I have learned over the years, in the most horrible ways imaginable, that the wall between life and death, between extraordinary beauty and mind-boggling ugliness, between the most innocent setting and a frightening bloodbath, is flimsy. It takes a second to tear through it. One moment, life appears idyllic. You are in a place as chaste as an elementary school gymnasium. Your little girl is twirling. Her voice is giddy. Her eyes are closed. You see her mothers face there, the way her mother used to close her eyes and smile, and you remember how flimsy that wall really is.
"Cope?"
It was my sister-in-law, Greta. I turned to her. Greta looked at me with her normal concern. I smiled through it.
"What are you thinking about?" she whispered.
She knew. I lied anyway.
"Handheld video cameras," I said.
"What?"
The folding chairs had all been taken by the other parents. I stood in the back, arms crossed, leaning against the cement wall. There were rules posted above the doorway and those annoyingly cute inspirational aphorisms like "Don't Tell Me the Sky's the Limit When There Are Footprints on the Moon" scattered throughout. The lunch tables were folded in. I leaned against that, feeling the cool of the steel and metal. Elementary school gyms never change as we age. They just seem to grow smaller.

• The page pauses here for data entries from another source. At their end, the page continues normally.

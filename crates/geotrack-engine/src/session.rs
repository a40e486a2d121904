use geotrack_core::models::{Alert, AlertKind, Fix, GeofenceStatus};
use serde::Serialize;
use tokio::time::Instant;

/// Lifecycle of the tracking loop
#[derive(Debug, Clone, Copy, PartialEq, Eq, Serialize)]
pub enum TrackerState {
    Stopped,
    Running,
    Stopping,
}

/// Per-run state owned by the tracking loop
#[derive(Debug, Default)]
pub struct TrackingSession {
    /// Most recent decoded fix
    pub last_fix: Option<Fix>,

    /// Monotonic time at which `last_fix` was decoded
    pub last_fix_at: Option<Instant>,

    /// Polls since the last fix that produced none
    pub consecutive_failures: u32,

    /// Completed poll cycles
    pub cycles: u64,

    /// Whether the last source read failed
    pub source_failing: bool,
}

impl TrackingSession {
    pub fn new() -> Self {
        Self::default()
    }

    pub(crate) fn record_fix(&mut self, fix: Fix) {
        self.last_fix = Some(fix);
        self.last_fix_at = Some(Instant::now());
        self.consecutive_failures = 0;
    }

    pub(crate) fn record_miss(&mut self) -> u32 {
        self.consecutive_failures = self.consecutive_failures.saturating_add(1);
        self.consecutive_failures
    }
}

/// What happened during one poll cycle
#[derive(Debug, Clone, Default, Serialize)]
pub struct CycleReport {
    /// 1-based cycle number within the session
    pub cycle: u64,

    /// The decoded fix, if any
    pub fix: Option<Fix>,

    /// Geofence evaluation of `fix`
    pub geofence: Option<GeofenceStatus>,

    /// Whether `fix` was persisted
    pub stored: bool,

    /// Upload outcome for `fix`; `None` when no uploader is configured
    pub uploaded: Option<bool>,

    /// Failure streak after this cycle
    pub consecutive_failures: u32,

    /// Sentences seen but rejected by the decoder
    pub rejected_sentences: usize,

    /// Source failure, treated as an empty read
    pub source_error: Option<String>,

    /// Alerts raised during this cycle
    pub raised: Vec<Alert>,

    /// Conditions that cleared during this cycle
    pub cleared: Vec<AlertKind>,
}

#[cfg(test)]
mod tests {
    use super::*;
    use chrono::Utc;

    #[test]
    fn test_fix_resets_streak() {
        let mut session = TrackingSession::new();
        assert_eq!(session.record_miss(), 1);
        assert_eq!(session.record_miss(), 2);

        session.record_fix(Fix::new(1.0, 2.0, Utc::now()).unwrap());
        assert_eq!(session.consecutive_failures, 0);
        assert!(session.last_fix_at.is_some());
        assert_eq!(session.record_miss(), 1);
        assert_eq!(session.last_fix.as_ref().map(|f| f.latitude), Some(1.0));
    }
}
impl LayeredConfig {
    /// Create a new configuration with default values
    pub fn with_defaults() -> Self {
        Self {
            subject_id: ConfigValue::new("PATIENT001".to_string(), ConfigSource::Default),
            poll_interval_secs: ConfigValue::new(10, ConfigSource::Default),
            position_lost_threshold: ConfigValue::new(6, ConfigSource::Default),
            database: ConfigValue::new(PathBuf::from("geotrack.db"), ConfigSource::Default),
            source: ConfigValue::new(SourceConfig::default(), ConfigSource::Default),
            geofence: ConfigValue::new(GeofenceConfig::default(), ConfigSource::Default),
            notification: ConfigValue::new(NotificationConfig::default(), ConfigSource::Default),
            upload: ConfigValue::new(UploadConfig::default(), ConfigSource::Default),
        }
    }

    /// Load configuration from a TOML file
    pub fn load_from_file<P: AsRef<Path>>(mut self, path: P) -> Result<Self> {
        let content =
            fs::read_to_string(path.as_ref()).map_err(|e| GeotrackError::ConfigInvalid {
                key: "file".to_string(),
                reason: format!("Failed to read config file: {}", e),
            })?;

        let file_config: FileConfig =
            toml::from_str(&content).map_err(|e| GeotrackError::ConfigInvalid {
                key: "file".to_string(),
                reason: format!("Failed to parse TOML: {}", e),
            })?;

        if let Some(subject_id) = file_config.subject_id {
            self.subject_id.update(subject_id, ConfigSource::File);
        }

        if let Some(interval) = file_config.poll_interval_secs {
            self.poll_interval_secs.update(interval, ConfigSource::File);
        }

        if let Some(threshold) = file_config.position_lost_threshold {
            self.position_lost_threshold.update(threshold, ConfigSource::File);
        }

        if let Some(database) = file_config.database {
            self.database.update(database, ConfigSource::File);
        }

        if let Some(source) = file_config.source {
            self.source.update(source, ConfigSource::File);
        }

        if let Some(geofence) = file_config.geofence {
            self.geofence.update(geofence, ConfigSource::File);
        }

        if let Some(notification) = file_config.notification {
            self.notification.update(notification, ConfigSource::File);
        }

        if let Some(upload) = file_config.upload {
            self.upload.update(upload, ConfigSource::File);
        }

        Ok(self)
    }

    /// Load the file at `path`, or write the current values there if it does
    /// not exist yet.
    pub fn load_or_materialize<P: AsRef<Path>>(self, path: P) -> Result<Self> {
        let path = path.as_ref();
        if path.exists() {
            return self.load_from_file(path);
        }

        self.save(path)?;
        tracing::info!(path = %path.display(), "Configuration file not found, wrote defaults");
        Ok(self)
    }

    /// Write the current values to a TOML file
    pub fn save<P: AsRef<Path>>(&self, path: P) -> Result<()> {
        let path = path.as_ref();
        let content = toml::to_string_pretty(&self.to_file_config())
            .map_err(|e| GeotrackError::Serialization(e.to_string()))?;

        if let Some(parent) = path.parent().filter(|p| !p.as_os_str().is_empty()) {
            fs::create_dir_all(parent).map_err(|e| GeotrackError::ConfigWrite {
                path: path.to_path_buf(),
                reason: e.to_string(),
            })?;
        }

        fs::write(path, content).map_err(|e| GeotrackError::ConfigWrite {
            path: path.to_path_buf(),
            reason: e.to_string(),
        })
    }

    /// Load configuration from environment variables
    pub fn load_from_env(mut self) -> Self {
        // GEOTRACK_SUBJECT_ID
        if let Ok(subject_id) = env::var("GEOTRACK_SUBJECT_ID") {
            self.subject_id.update(subject_id, ConfigSource::Environment);
        }

        // GEOTRACK_POLL_INTERVAL
        if let Ok(interval_str) = env::var("GEOTRACK_POLL_INTERVAL") {
            match interval_str.parse::<u64>() {
                Ok(interval) => self.poll_interval_secs.update(interval, ConfigSource::Environment),
                Err(_) => tracing::warn!(
                    "Invalid GEOTRACK_POLL_INTERVAL value '{}': expected whole seconds",
                    interval_str
                ),
            }
        }

        // GEOTRACK_LOST_THRESHOLD
        if let Ok(threshold_str) = env::var("GEOTRACK_LOST_THRESHOLD") {
            match threshold_str.parse::<u32>() {
                Ok(threshold) => {
                    self.position_lost_threshold.update(threshold, ConfigSource::Environment)
                }
                Err(_) => tracing::warn!(
                    "Invalid GEOTRACK_LOST_THRESHOLD value '{}': expected a poll count",
                    threshold_str
                ),
            }
        }

        // GEOTRACK_DATABASE
        if let Ok(database) = env::var("GEOTRACK_DATABASE") {
            self.database.update(PathBuf::from(database), ConfigSource::Environment);
        }

        // GEOTRACK_GEOFENCE_ENABLED
        if let Ok(enabled_str) = env::var("GEOTRACK_GEOFENCE_ENABLED") {
            match parse_bool(&enabled_str) {
                Ok(enabled) => {
                    let mut geofence = self.geofence.value;
                    geofence.enabled = enabled;
                    self.geofence.update(geofence, ConfigSource::Environment);
                }
                Err(_) => tracing::warn!(
                    "Invalid GEOTRACK_GEOFENCE_ENABLED value '{}': expected true or false",
                    enabled_str
                ),
            }
        }

        // GEOTRACK_GEOFENCE_RADIUS
        if let Ok(radius_str) = env::var("GEOTRACK_GEOFENCE_RADIUS") {
            match radius_str.parse::<f64>() {
                Ok(radius) => {
                    let mut geofence = self.geofence.value;
                    geofence.radius_meters = radius;
                    self.geofence.update(geofence, ConfigSource::Environment);
                }
                Err(_) => tracing::warn!(
                    "Invalid GEOTRACK_GEOFENCE_RADIUS value '{}': expected meters",
                    radius_str
                ),
            }
        }

        // GEOTRACK_SERVER_URL
        if let Ok(server_url) = env::var("GEOTRACK_SERVER_URL") {
            let mut upload = self.upload.value.clone();
            upload.server_url = Some(server_url).filter(|url| !url.trim().is_empty());
            self.upload.update(upload, ConfigSource::Environment);
        }

        self
    }

    /// Update configuration from CLI arguments
    pub fn update_from_cli(&mut self, overrides: CliConfigOverrides) {
        if let Some(subject_id) = overrides.subject_id {
            self.subject_id.update(subject_id, ConfigSource::Cli);
        }

        if let Some(interval) = overrides.poll_interval_secs {
            self.poll_interval_secs.update(interval, ConfigSource::Cli);
        }

        if let Some(database) = overrides.database {
            self.database.update(database, ConfigSource::Cli);
        }

        if let Some(kind) = overrides.source_kind {
            let mut source = self.source.value.clone();
            source.kind = kind;
            self.source.update(source, ConfigSource::Cli);
        }
    }

    /// Check every value that would make tracking meaningless
    pub fn validate(&self) -> Result<()> {
        if self.subject_id.value.trim().is_empty() {
            return Err(GeotrackError::ConfigMissing {
                key: "subject_id".to_string(),
            });
        }

        if self.poll_interval_secs.value == 0 {
            return Err(GeotrackError::ConfigInvalid {
                key: "poll_interval_secs".to_string(),
                reason: "must be at least 1 second".to_string(),
            });
        }

        if self.position_lost_threshold.value == 0 {
            return Err(GeotrackError::ConfigInvalid {
                key: "position_lost_threshold".to_string(),
                reason: "must be at least 1 poll".to_string(),
            });
        }

        self.geofence.value.validate()?;

        let source = &self.source.value;
        match source.kind {
            SourceKind::Device | SourceKind::Replay if source.path.is_none() => {
                return Err(GeotrackError::ConfigMissing {
                    key: "source.path".to_string(),
                });
            }
            SourceKind::Tcp if source.address.is_none() => {
                return Err(GeotrackError::ConfigMissing {
                    key: "source.address".to_string(),
                });
            }
            _ => {}
        }

        if source.read_timeout_ms == 0 {
            return Err(GeotrackError::ConfigInvalid {
                key: "source.read_timeout_ms".to_string(),
                reason: "must be positive".to_string(),
            });
        }

        let notification = &self.notification.value;
        if notification.kind == NotifierKind::Webhook && notification.webhook_url.is_none() {
            return Err(GeotrackError::ConfigMissing {
                key: "notification.webhook_url".to_string(),
            });
        }

        if notification.send_timeout_secs == 0 {
            return Err(GeotrackError::ConfigInvalid {
                key: "notification.send_timeout_secs".to_string(),
                reason: "must be at least 1 second".to_string(),
            });
        }

        let upload = &self.upload.value;
        if let Some(url) = &upload.server_url {
            if !(url.starts_with("http://") || url.starts_with("https://")) {
                return Err(GeotrackError::ConfigInvalid {
                    key: "upload.server_url".to_string(),
                    reason: format!("'{}' is not an http(s) URL", url),
                });
            }
        }

        if upload.timeout_secs == 0 {
            return Err(GeotrackError::ConfigInvalid {
                key: "upload.timeout_secs".to_string(),
                reason: "must be at least 1 second".to_string(),
            });
        }

        Ok(())
    }

    /// Resolve the layered values into plain settings
    pub fn settings(&self) -> TrackerSettings {
        TrackerSettings {
            subject_id: self.subject_id.value.clone(),
            poll_interval: Duration::from_secs(self.poll_interval_secs.value),
            position_lost_threshold: self.position_lost_threshold.value,
            database: self.database.value.clone(),
            source: self.source.value.clone(),
            geofence: self.geofence.value,
            notification: self.notification.value.clone(),
            upload: self.upload.value.clone(),
        }
    }

    /// Get all configuration values as a map for inspection
    pub fn to_inspection_map(&self) -> HashMap<String, (String, ConfigSource)> {
        let mut map = HashMap::new();

        map.insert("subject_id".to_string(), (self.subject_id.value.clone(), self.subject_id.source));

        map.insert(
            "poll_interval_secs".to_string(),
            (self.poll_interval_secs.value.to_string(), self.poll_interval_secs.source),
        );

        map.insert(
            "position_lost_threshold".to_string(),
            (self.position_lost_threshold.value.to_string(), self.position_lost_threshold.source),
        );

        map.insert(
            "database".to_string(),
            (self.database.value.display().to_string(), self.database.source),
        );

        let source = &self.source.value;
        let source_target = match source.kind {
            SourceKind::Tcp => source.address.clone().unwrap_or_default(),
            SourceKind::Simulator => "built-in".to_string(),
            SourceKind::Device | SourceKind::Replay => {
                source.path.as_ref().map(|p| p.display().to_string()).unwrap_or_default()
            }
        };
        map.insert(
            "source".to_string(),
            (format!("{:?} {}", source.kind, source_target), self.source.source),
        );

        let geofence = &self.geofence.value;
        map.insert(
            "geofence".to_string(),
            (
                format!(
                    "{} ({:.6}, {:.6}) r={}m",
                    if geofence.enabled { "enabled" } else { "disabled" },
                    geofence.latitude,
                    geofence.longitude,
                    geofence.radius_meters
                ),
                self.geofence.source,
            ),
        );

        let notification = &self.notification.value;
        map.insert(
            "notification".to_string(),
            (
                format!("{:?} -> {}", notification.kind, notification.destinations.join(", ")),
                self.notification.source,
            ),
        );

        map.insert(
            "upload".to_string(),
            (
                self.upload.value.server_url.clone().unwrap_or_else(|| "disabled".to_string()),
                self.upload.source,
            ),
        );

        map
    }

    fn to_file_config(&self) -> FileConfig {
        FileConfig {
            subject_id: Some(self.subject_id.value.clone()),
            poll_interval_secs: Some(self.poll_interval_secs.value),
            position_lost_threshold: Some(self.position_lost_threshold.value),
            database: Some(self.database.value.clone()),
            source: Some(self.source.value.clone()),
            geofence: Some(self.geofence.value),
            notification: Some(self.notification.value.clone()),
            upload: Some(self.upload.value.clone()),
        }
    }
}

I gestured at the parents. "There are more video cameras here than kids."
Greta nodded.
"And the parents, they film everything. I mean, everything. What do they do with all that? Does anybody really watch this again from beginning to end?"
"You don't?"
"I'd rather give birth."
She smiled at that. "No," she said, "you wouldn't."

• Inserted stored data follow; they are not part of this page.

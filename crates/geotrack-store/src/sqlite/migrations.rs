use sqlx::SqlitePool;
use thiserror::Error;

/// Migration error types
#[derive(Debug, Error)]
pub enum MigrationError {
    #[error("Migration failed: {0}")]
    Failed(#[from] sqlx::migrate::MigrateError),

    #[error("Database error: {0}")]
    Database(#[from] sqlx::Error),
}

/// Migration status information
#[derive(Debug, Clone)]
pub struct MigrationStatus {
    pub version: i64,
    pub description: String,
    pub applied: bool,
}

/// Applies the embedded schema migrations
pub struct MigrationManager {
    pool: SqlitePool,
}

impl MigrationManager {
    pub fn new(pool: SqlitePool) -> Self {
        Self { pool }
    }

    /// Run all pending migrations in version order
    pub async fn run_migrations(&self) -> Result<(), MigrationError> {
        sqlx::migrate!("./migrations").run(&self.pool).await?;
        Ok(())
    }

    /// Status of every embedded migration against the database
    pub async fn check_status(&self) -> Result<Vec<MigrationStatus>, MigrationError> {
        let migrator = sqlx::migrate!("./migrations");

        let applied: Vec<(i64,)> =
            match sqlx::query_as("SELECT version FROM _sqlx_migrations WHERE success = 1")
                .fetch_all(&self.pool)
                .await
            {
                Ok(rows) => rows,
                // Table does not exist until the first migration runs
                Err(sqlx::Error::Database(_)) => Vec::new(),
                Err(e) => return Err(e.into()),
            };

        let applied: std::collections::HashSet<i64> = applied.into_iter().map(|(v,)| v).collect();

        Ok(migrator
            .iter()
            .map(|m| MigrationStatus {
                version: m.version,
                description: m.description.to_string(),
                applied: applied.contains(&m.version),
            })
            .collect())
    }
}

"Okay, yeah, maybe not, but didn't we all grow up in the MTV generation? Quick cuts. Lots of angles. But to just film this straight out like this, to subject an unsuspecting friend or family member to that"
The door opened. The moment the two men stepped into the gym I could tell that they were cops. Even if I didn't have a fair amount of experience, I am the county prosecutor for Essex County, which includes the rather violent city of Newark, I would know. Television does indeed get some stuff right. The way most cops dressed, for example, fathers in the lush suburb of Ridgewood don't dress that way. We don't don suits when we come to see our kids perform quasi-gymnastics. We wear corduroys or jeans with a V-neck over a T-shirt. These two guys wore ill-fitted suits in a brown hue that reminded me of wood chips after a rainstorm.

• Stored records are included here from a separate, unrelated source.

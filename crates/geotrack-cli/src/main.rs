//! GeoTrack CLI - Command-line interface
//!
//! Runs the tracking loop in the foreground process and reports on the
//! stored history.

mod cli;
mod commands;
mod config_loader;
mod errors;
mod output;
mod output_types;
mod storage;

use clap::Parser;
use cli::Cli;
use errors::CliError;

fn main() {
    // Logs go to stderr so JSON output on stdout stays parseable
    tracing_subscriber::fmt()
        .with_env_filter(
            tracing_subscriber::EnvFilter::try_from_default_env()
                .unwrap_or_else(|_| tracing_subscriber::EnvFilter::new("info")),
        )
        .with_writer(std::io::stderr)
        .init();

    let cli = Cli::parse();

    let result = tokio::runtime::Runtime::new()
        .map_err(anyhow::Error::from)
        .and_then(|runtime| runtime.block_on(commands::execute(cli)));

    if let Err(error) = result {
        match error.downcast::<CliError>() {
            Ok(cli_error) => cli_error.display(),
            Err(other) => errors::from_anyhow(other).display(),
        }
        std::process::exit(1);
    }
}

They were not smiling. Their eyes scanned the room. I know most of the cops in the area, but I didn't know these guys. That troubled me.
Something felt wrong. I knew that I hadn't done anything, of course, but there was still a little I'm-innocent-but-I-still-feel-guilty flutter in my stomach.
My sister-in-law, Greta, and her husband, Bob, have three kids of their own. Their youngest daughter, Madison, was six years old and in the same class as my Cara. Greta and Bob have been a tremendous help.
After my wife, Jane, Greta's sister, died, they moved to Ridgewood. Greta claims that they had planned on doing that anyway. I doubt it. But I am so grateful that I don't question it much. I can't imagine what it would be like without them.
Usually the other fathers stand in the back with me, but since this was a daytime event, there were very few here. The mothers, except for the one now glaring at me over her video camera because she overheard my anti-video-cam-rant, adore me. It is not me, of course, but my story. My wife died five years ago, and I raise my daughter alone. There are other single parents in town, mostly divorced mothers, but I get a ton of slack. If I forget to write a note or pick up my daughter late or leave her lunch on the counter, the other mothers or the staff in the school office chip in and help. They think my male helplessness is cute. When a single mother does any of those things, she is neglectful and on the receiving end of the superior moms' scorn.